Avec plus de 600 prisonniers pour 270 000 habitants, la Calédonie a un taux de détention deux fois plus important qu’en Métropole. A cela, il faut ajouter une centaine de détenus en attente de l’ouverture d’un second centre pénitentiaire à Koné, d’ici à la fin de l’année.
Or, pour l’heure, il n’existe aucune étude statistique qui permette d’expliquer les raisons pour lesquelles les condamnations sont supérieures sur le territoire. "L’une des hypothèses est celle du taux de résolution des enquêtes, qui est extrêmement important, par rapport à la Métropole ", avance le directeur du SPIP.
Ce ratio de 2,6 détenus pour 1 000 habitants en Calédonie est à peu près semblable en Polynésie, fait remarquer Lionel Lecomte.
Les détenus Kanak surprésentés au Camp-Est
Autre constat frappant : les Kanak représentent 99 % des prisonniers. Là encore, les explications sociologiques manquent cruellement. Le directeur du SPIP a donc contacté l’université de la Nouvelle-Calédonie, il y a quelques semaines, "pour pouvoir mener avec eux une "recherche action", afin de comprendre cette caractéristique, qui n’a pas de réponse à ce stade ».
Les chiffres étant " souvent sujet à interprétation, voire à polémique", le SPIP veut les analyser avec précaution. À noter qu’en Polynésie, où des similitudes existent avec le Caillou, la population carcérale est davantage à l’image du pays et de ses différentes composantes ethniques.
Des peines alternatives comme solution à la surpopulation
Le Camp-Est est régulièrement dénoncé pour sa surpopulation carcérale : aux alentours de 610 détenus pour 420 places, répartis dans 230 cellules, seulement. Parmi les solutions proposées pour éviter cette surpopulation, surtout pour les courtes peines, inférieures ou égales à un an : le recours aux peines alternatives. Près de 2 100 personnes en bénéficient en Calédonie. "Un ratio comparable aux territoires ultra-marins et à la Métropole, avec une augmentation très forte de ces peines (20%), ces six premiers mois".
Ces peines peuvent se prononcer en alternative aux poursuites, c’est-à-dire avant le jugement, comme un stage ou un travail non rémunéré. Cela peut être un sursis probatoire, à l’issue d’un procès. Elle peut aussi être prononcé en cours de détention, et s’appliquer sous forme de bracelet électronique, de semi-liberté ou de placement extérieur.
450 personnes effectuent un travail d’intérêt général
Dans le détail, près de 180 personnes sous actuellement placées sous la surveillance d’un bracelet électronique en Calédonie.
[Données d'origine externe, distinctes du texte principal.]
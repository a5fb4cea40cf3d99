//! Sled-backed tree store.

mod config;
mod init;
mod store;

pub use config::SledDbConfig;
pub use init::open_sled_database;
pub use store::SledTreeStore;

/// Name of the sled tree holding every state-tree namespace.
pub const SLED_TREE_NAME: &str = "zkl2-state";
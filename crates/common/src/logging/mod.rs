//! Logging subsystem: compact or JSON stdout plus optional rolling files.

mod manager;
mod types;

#[cfg(test)]
mod tests;

pub use manager::{build_filter, init, LoggingError};
pub use types::{FileLoggingConfig, LoggerConfig, StdoutConfig};

// Re-export tracing-appender types for convenience
pub use tracing_appender::rolling::Rotation;
use std::{fs, path::PathBuf, sync::Arc};

use anyhow::Context;
use argh::FromArgs;
use zkl2_state::LeafSnapshot;
use zkl2_storage::TreeStorage;

use crate::{
    cli::OutputFormat,
    output::{output, BootstrapInfo},
};

#[derive(FromArgs, PartialEq, Debug)]
#[argh(subcommand, name = "bootstrap")]
/// Rebuild empty state trees from a JSON leaf snapshot
pub(crate) struct BootstrapArgs {
    /// path to the leaf snapshot
    #[argh(positional)]
    pub(crate) snapshot: PathBuf,

    /// output format: "json" or "porcelain"
    #[argh(option, short = 'o', default = "OutputFormat::Porcelain")]
    pub(crate) output_format: OutputFormat,
}

pub(crate) fn bootstrap(storage: &TreeStorage, args: BootstrapArgs) -> anyhow::Result<()> {
    let raw = fs::read_to_string(&args.snapshot)
        .with_context(|| format!("reading {}", args.snapshot.display()))?;
    let snapshot: LeafSnapshot = serde_json::from_str(&raw).context("parsing leaf snapshot")?;
    let height = snapshot.height;

    let forest = storage.bootstrap_forest(Arc::new(snapshot), height)?;
    forest.flush()?;

    let info = BootstrapInfo {
        height,
        account_count: forest.account_count()?,
        state_root: forest.state_root()?,
    };
    output(&info, args.output_format)
}
use thiserror::Error;
use zkl2_db_types::DbError;

pub type SmtResult<T> = Result<T, SmtError>;

#[derive(Debug, Error, Clone, PartialEq, Eq)]
pub enum SmtError {
    #[error("index {index} out of range for tree of height {height}")]
    IndexOutOfRange { index: u64, height: u8 },

    #[error("proof has {got} siblings, tree height is {expected}")]
    ProofLength { expected: usize, got: usize },

    #[error("corrupt entry in {namespace}: {reason}")]
    CorruptEntry { namespace: String, reason: String },

    #[error("db: {0}")]
    Db(#[from] DbError),
}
Et 450 personnes effectuent actuellement un travail d’intérêt général, majoritairement dans des collectivités territoriales et des associations. "Là où nous pouvons encore développer le travail d’intérêt général, et c’est l’agence nationale du TIG qui s’en occupe, c’est sur la qualité du travail exécuté". Pour le moment, ces travaux d’intérêt général sont très peu développés en tribu.
Le travail carcéral pour lutter contre la récidive
Concernant les effets de ces peines sur le taux de récidive, la Calédonie manque également de chiffres. Mais des études internationales "ont montré qu'on pouvait diminuer de 30 à 40 % les risques de récidive". Plusieurs facteurs sont en jeu : "l’âge de la personne à sa première infraction, l’infraction en elle-même..." Et l'accès à un emploi en prison est déterminant. Alors qu’elle était encore ministre du travail, Elisabeth Borne avait déclaré qu’"un détenu qui travaille a(vait) deux fois moins de chance de récidiver".
Au Camp-Est, les détenus peuvent travailler exclusivement pour des missions rémunérées par l’administration pénitentiaire, telles que la confection et la distribution de repas ou encore le nettoyage des locaux. "À ce jour, il n’y a pas d’entreprises qui interviennent au sein de l’établissement (..) car il n’y a pas de zone qui permet de les accueillir ", regrette Lionel Lecomte.
Des rémunérations bien en deçà du salaire minimum
La donne devrait changer, avec la future prison de Koné, attendue d’ici la fin de l’année, puisque des locaux ont été prévus pour accueillir des entreprises au sein de l’établissement pénitentiaire. Il pourrait s'agir d’emplois dans l’embouteillage de jus de fruits et le conditionnement de crevettes.
Concernant les grilles de rémunération existantes :"elles vont de 300 à 500 euros (36 000 à 60 000 francs) par mois et par personne", précise Lionel Lecomte. Une loi a été votée à Paris, pour permettre aux détenus de bénéficier du salaire minimum horaire. "Elle sera mise en œuvre sur le territoire, je pense, lorsque les entreprises privées seront en capacité de venir dans les établissements."